A lot goes into engineering the bushings and bearings that are available in industry (and by industry I mean ALL manufacturing. Real industry) . We've got literally hundreds of ways to allow something to rotate on an axel, and yet every day, an engineer at your favorite bike company sits at his desk designing the latest useless manipulation for a hydroformed tube while the roller bearing on that bike takes a 20deg beating. There really is only a handfull of frame builders that use anything else.

headsets have evolved. Where there once were loose balls packed in a sleeve, there's needles and angular contact. BB's have even been treated to outward thought. So why is it then, that 99% of bikes use crap roller ball bearings to perform a task that they were never designed to do in the first place ('roller' mean anything to you?) ?

I guess what I'm asking (and ranting about), is if cost was no object what's the IDEAL pivot system for a frame? Can an Iglidur Z poly bushing suit the task at hand? Anyone here have any ideas on something not just different but better than Nicolai's needle/Axle/Polymer bush combo ? There's got to be some people on here that have some ideas.
 

Kanye West

220# bag of hacktastic
Aug 31, 2006
3,741
473
My only input for that is that I wish the bike industry would make an effort to convert to using moto style angular contact needle roller bearings for headsets.

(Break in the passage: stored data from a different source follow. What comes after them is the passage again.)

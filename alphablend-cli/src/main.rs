use std::path::{Path, PathBuf};

use alphablend::{BlendThreading, ClipRequest, PixelRect, Rgba8, SurfaceSize};
use anyhow::Context as _;
use clap::{Args, Parser, Subcommand};

#[derive(Parser, Debug)]
#[command(name = "alphablend", version)]
struct Cli {
    /// Log blend decisions to stderr.
    #[arg(long, global = true)]
    verbose: bool,

    #[command(subcommand)]
    cmd: Command,
}

#[derive(Subcommand, Debug)]
enum Command {
    /// Blend one color over another and print the result as JSON.
    Pixel(PixelArgs),
    /// Blend a whole PNG over another of the same size.
    Surface(SurfaceArgs),
    /// Blend a region of one PNG onto another at an offset.
    Rect(RectArgs),
}

#[derive(Parser, Debug)]
struct PixelArgs {
    /// Source color as `R,G,B,A`.
    #[arg(long, value_parser = parse_rgba)]
    src: Rgba8,

    /// Destination color as `R,G,B,A`.
    #[arg(long, value_parser = parse_rgba)]
    dst: Rgba8,
}

#[derive(Args, Debug)]
struct ThreadingArgs {
    /// Blend on the calling thread only.
    #[arg(long, default_value_t = false)]
    sequential: bool,

    /// Override rayon worker threads.
    #[arg(long)]
    threads: Option<usize>,
}

impl ThreadingArgs {
    fn to_threading(&self) -> BlendThreading {
        BlendThreading {
            parallel: !self.sequential,
            threads: self.threads,
            ..BlendThreading::default()
        }
    }
}

#[derive(Parser, Debug)]
struct SurfaceArgs {
    /// Source PNG (drawn on top).
    #[arg(long)]
    src: PathBuf,

    /// Destination PNG.
    #[arg(long)]
    dst: PathBuf,

    /// Output PNG path.
    #[arg(long)]
    out: PathBuf,

    #[command(flatten)]
    threading: ThreadingArgs,
}

#[derive(Parser, Debug)]
struct RectArgs {
    /// Source PNG (drawn on top).
    #[arg(long)]
    src: PathBuf,

    /// Source region as `X,Y,W,H`.
    #[arg(long, allow_hyphen_values = true)]
    src_rect: String,

    /// Destination PNG.
    #[arg(long)]
    dst: PathBuf,

    /// Destination origin as `X,Y`.
    #[arg(long, allow_hyphen_values = true, default_value = "0,0")]
    at: String,

    /// Output PNG path.
    #[arg(long)]
    out: PathBuf,

    /// Clip the region to both images instead of failing; allows negative origins.
    #[arg(long, default_value_t = false)]
    clip: bool,

    #[command(flatten)]
    threading: ThreadingArgs,
}

fn main() -> anyhow::Result<()> {
    let cli = Cli::parse();
    init_tracing(cli.verbose);
    match cli.cmd {
        Command::Pixel(args) => cmd_pixel(args),
        Command::Surface(args) => cmd_surface(args),
        Command::Rect(args) => cmd_rect(args),
    }
}

fn init_tracing(verbose: bool) {
    let level = if verbose {
        tracing::Level::DEBUG
    } else {
        tracing::Level::WARN
    };
    tracing_subscriber::fmt()
        .with_writer(std::io::stderr)
        .with_max_level(level)
        .init();
}

fn cmd_pixel(args: PixelArgs) -> anyhow::Result<()> {
    let out = alphablend::blend_pixel(args.src, args.dst);
    println!("{}", serde_json::to_string(&out)?);
    Ok(())
}

fn cmd_surface(args: SurfaceArgs) -> anyhow::Result<()> {
    let src = load_rgba(&args.src)?;
    let dst = load_rgba(&args.dst)?;
    if src.size != dst.size {
        anyhow::bail!(
            "surface blend needs equal sizes: '{}' is {}, '{}' is {}",
            args.src.display(),
            src.size,
            args.dst.display(),
            dst.size
        );
    }

    let out = alphablend::blend_surface_with(
        &src.data,
        &dst.data,
        dst.size,
        &args.threading.to_threading(),
    )
    .context("blend surface")?;
    save_rgba(&args.out, &out, dst.size)
}

fn cmd_rect(args: RectArgs) -> anyhow::Result<()> {
    let [sx, sy, w, h] = parse_ints::<4>(&args.src_rect).context("parse --src-rect")?;
    let [dx, dy] = parse_ints::<2>(&args.at).context("parse --at")?;
    let src = load_rgba(&args.src)?;
    let dst = load_rgba(&args.dst)?;
    let threading = args.threading.to_threading();

    let out = if args.clip {
        let req = ClipRequest {
            src_x: i32::try_from(sx).context("--src-rect x out of range")?,
            src_y: i32::try_from(sy).context("--src-rect y out of range")?,
            width: u32::try_from(w).context("--src-rect width must be >= 0")?,
            height: u32::try_from(h).context("--src-rect height must be >= 0")?,
            dst_x: i32::try_from(dx).context("--at x out of range")?,
            dst_y: i32::try_from(dy).context("--at y out of range")?,
        };
        alphablend::blend_rect_clipped_with(
            &src.data, src.size, &dst.data, dst.size, req, &threading,
        )
        .context("blend clipped rect")?
    } else {
        let rect = PixelRect::new(
            non_negative(sx, "--src-rect x")?,
            non_negative(sy, "--src-rect y")?,
            non_negative(w, "--src-rect width")?,
            non_negative(h, "--src-rect height")?,
        );
        let origin = (non_negative(dx, "--at x")?, non_negative(dy, "--at y")?);
        alphablend::blend_rect_with(
            &src.data, src.size, rect, &dst.data, dst.size, origin, &threading,
        )
        .context("blend rect")?
    };
    save_rgba(&args.out, &out, dst.size)
}

struct LoadedImage {
    data: Vec<u8>,
    size: SurfaceSize,
}

fn load_rgba(path: &Path) -> anyhow::Result<LoadedImage> {
    let img = image::open(path)
        .with_context(|| format!("read image '{}'", path.display()))?
        .to_rgba8();
    let size = SurfaceSize::new(img.width(), img.height());
    Ok(LoadedImage {
        data: img.into_raw(),
        size,
    })
}

fn save_rgba(path: &Path, data: &[u8], size: SurfaceSize) -> anyhow::Result<()> {
    if let Some(parent) = path.parent()
        && !parent.as_os_str().is_empty()
    {
        std::fs::create_dir_all(parent)
            .with_context(|| format!("create output dir '{}'", parent.display()))?;
    }

    image::save_buffer_with_format(
        path,
        data,
        size.width,
        size.height,
        image::ColorType::Rgba8,
        image::ImageFormat::Png,
    )
    .with_context(|| format!("write png '{}'", path.display()))?;

    eprintln!("wrote {}", path.display());
    Ok(())
}

fn parse_ints<const N: usize>(s: &str) -> anyhow::Result<[i64; N]> {
    let parts = s
        .split(',')
        .map(|p| p.trim().parse::<i64>())
        .collect::<Result<Vec<_>, _>>()
        .with_context(|| format!("'{s}' is not a comma-separated integer list"))?;
    <[i64; N]>::try_from(parts)
        .map_err(|p| anyhow::anyhow!("expected {} values in '{s}', got {}", N, p.len()))
}

fn non_negative(v: i64, what: &str) -> anyhow::Result<u32> {
    u32::try_from(v).with_context(|| {
        format!("{what} must be a non-negative u32 (use --clip for negative origins)")
    })
}

fn parse_rgba(s: &str) -> Result<Rgba8, String> {
    let parts = s
        .split(',')
        .map(|p| p.trim().parse::<u8>())
        .collect::<Result<Vec<_>, _>>()
        .map_err(|e| format!("'{s}': {e}"))?;
    let px = <[u8; 4]>::try_from(parts)
        .map_err(|p| format!("expected 4 channels in '{s}', got {}", p.len()))?;
    Ok(Rgba8::from(px))
}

The argument behind using a bushing for pivots is that the pivots do not undergo full rotations, and they do not see the angular velocity to realize any sort of benefit from the smoothness of a roller bearing. The bushing design is inherently a stiffer interface as all ball bearings have a few degrees of axial float. This is usually compensated for by preloading the inner race from both sides, but that simply keeps that still while the outer races are allowed to float a small amount axially (in conjunction with each other from each side).

With the aggressive sideloads a rider can put on a main pivot in a single pivot interface from trying to track through a flat chopped up corner full of braking bumps and ruts, it's pretty easy to bring out the performance shortcomings of a bearing setup vs a bushing setup.
 

davep

Turbo Monkey
Jan 7, 2005
3,276
0
seattle
I think if you look at all the silly-obsessive weight whiny threads, you will have some idea of why some more durable and better suited systems are not used. Tapered or roller element (needle) bearings definately fall into this catagory (the synchros HS is a tank for example). They are by also much harder/more complicated/more expensive to seal properly for this type of application.

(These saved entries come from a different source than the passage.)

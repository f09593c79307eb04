//! alphablend composites packed RGBA8 pixel buffers with the Porter-Duff "over" operator.
//!
//! Inputs are straight-alpha bytes (`R, G, B, A`, 4 bytes per pixel, row-major, stride =
//! `width * 4`). The blend runs on premultiplied values internally, so half-transparent edges do
//! not pick up the dark fringe that naive straight-alpha lerping produces.
//!
//! # Entry points
//!
//! 1. [`blend_pixel`]: one color over another. Total, never fails.
//! 2. [`blend_surface`]: two equal-sized buffers, pixel by pixel.
//! 3. [`blend_rect`]: a sub-rect of one surface onto a copy of another at an offset.
//! 4. [`blend_rect_clipped`]: like [`blend_rect`] with signed origins, clipped instead of rejected.
//!
//! Every buffer entry point validates all of its inputs first and then returns a freshly
//! allocated buffer; caller buffers are never written. Per-pixel work is independent, so large
//! blends are spread over rayon workers according to [`BlendThreading`] without changing a
//! single output byte.
#![forbid(unsafe_code)]

mod composite;
mod foundation;
mod geometry;

pub use composite::pixel::{blend_pixel, blend_pixel_bytes};
pub use composite::rect::{
    blend_rect, blend_rect_clipped, blend_rect_clipped_with, blend_rect_with,
};
pub use composite::surface::{blend_surface, blend_surface_with};
pub use composite::threading::BlendThreading;
pub use foundation::core::{BYTES_PER_PIXEL, BufferRole, PixelRect, Rgba8, SurfaceSize};
pub use foundation::error::{AlphablendError, AlphablendResult};
pub use geometry::clip::{ClipRequest, clip_region};
pub use geometry::validate::{RectPlacement, validate_buffer, validate_placement};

Of course, bushings were very poorly applied by many mfg a handfull of years ago and left a bad taste for many as they design/quality/execution was so bad that they all failed.

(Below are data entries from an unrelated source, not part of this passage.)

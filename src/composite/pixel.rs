use crate::foundation::core::{BYTES_PER_PIXEL, Rgba8};
use crate::foundation::math::PremulF32;

/// Composite `src` over `dst` (Porter-Duff "over").
///
/// Inputs are straight alpha; the blend itself runs on premultiplied values and the result is
/// converted back to straight alpha, so partially transparent edges keep their color instead of
/// darkening toward black.
///
/// - opaque `src` returns `src` unchanged
/// - transparent `src` returns `dst` unchanged, unless `dst` is transparent too
/// - zero output coverage returns `(0, 0, 0, 0)`
pub fn blend_pixel(src: Rgba8, dst: Rgba8) -> Rgba8 {
    if src.is_opaque() {
        return src;
    }
    if src.is_transparent() {
        return if dst.is_transparent() {
            Rgba8::TRANSPARENT
        } else {
            dst
        };
    }
    PremulF32::from_straight(src)
        .over(PremulF32::from_straight(dst))
        .to_straight()
}

/// [`blend_pixel`] on raw `[r, g, b, a]` arrays.
pub fn blend_pixel_bytes(src: [u8; 4], dst: [u8; 4]) -> [u8; 4] {
    blend_pixel(Rgba8::from_array(src), Rgba8::from_array(dst)).to_array()
}

/// Blend each pixel of `src` over the matching pixel of `dst`, writing into `dst`.
///
/// `dst` is a span of a freshly allocated output buffer. Both slices hold the same number of
/// whole pixels.
pub(crate) fn over_span(dst: &mut [u8], src: &[u8]) {
    debug_assert_eq!(dst.len(), src.len());
    for (d, s) in dst
        .chunks_exact_mut(BYTES_PER_PIXEL)
        .zip(src.chunks_exact(BYTES_PER_PIXEL))
    {
        let out = blend_pixel(Rgba8::read(s), Rgba8::read(d));
        d.copy_from_slice(&out.to_array());
    }
}

#[cfg(test)]
#[path = "../../tests/unit/composite/pixel.rs"]
mod tests;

OTOH, Turner has been using a well designed bushing system for years on their non-DH bikes. Their newest system is a significant improvement to a proven system/materials. No word if the new DHR will use this system (would be great if they did IMO).

http://www.turnerbikes.com/09pdf/turnertech_journal.pdf
 

toodles

ridiculously corgi proportioned
Aug 24, 2004
5,518
4,770
Australia
RAILS!

Wait no, somebody tried that... For me, I like the bushing system on my DHR. A few squirts of grease every now and then and there has been no play or slop after months of runs. Within the same time and conditions I had replaced several bearings in my Sunday, however the differences in rotation, sealing, angles etc probably account for this as much as anything
 

P.T.W

Monkey
May 6, 2007
599
0
christchurch nz
RAILS!

Wait no, somebody tried that... For me, I like the bushing system on my DHR. A few squirts of grease every now and then and there has been no play or slop after months of runs. Within the same time and conditions I had replaced several bearings in my Sunday, however the differences in rotation, sealing, angles etc probably account for this as much as anything
I think youl find that your DHR has needle bearing pivots:poster_oops:
 

buckoW

Turbo Monkey
Mar 1, 2007
3,787
4,733
Champery, Switzerland
cost is a main reason and ease of the end user finding spare parts is another reason. I have used 3 Syncros needle bearing headsets and like Davep said they don't seal well and the needle bearings have a big surface area to roll on so when they start to get contaminated you feel it instantly. They are also way too heavy.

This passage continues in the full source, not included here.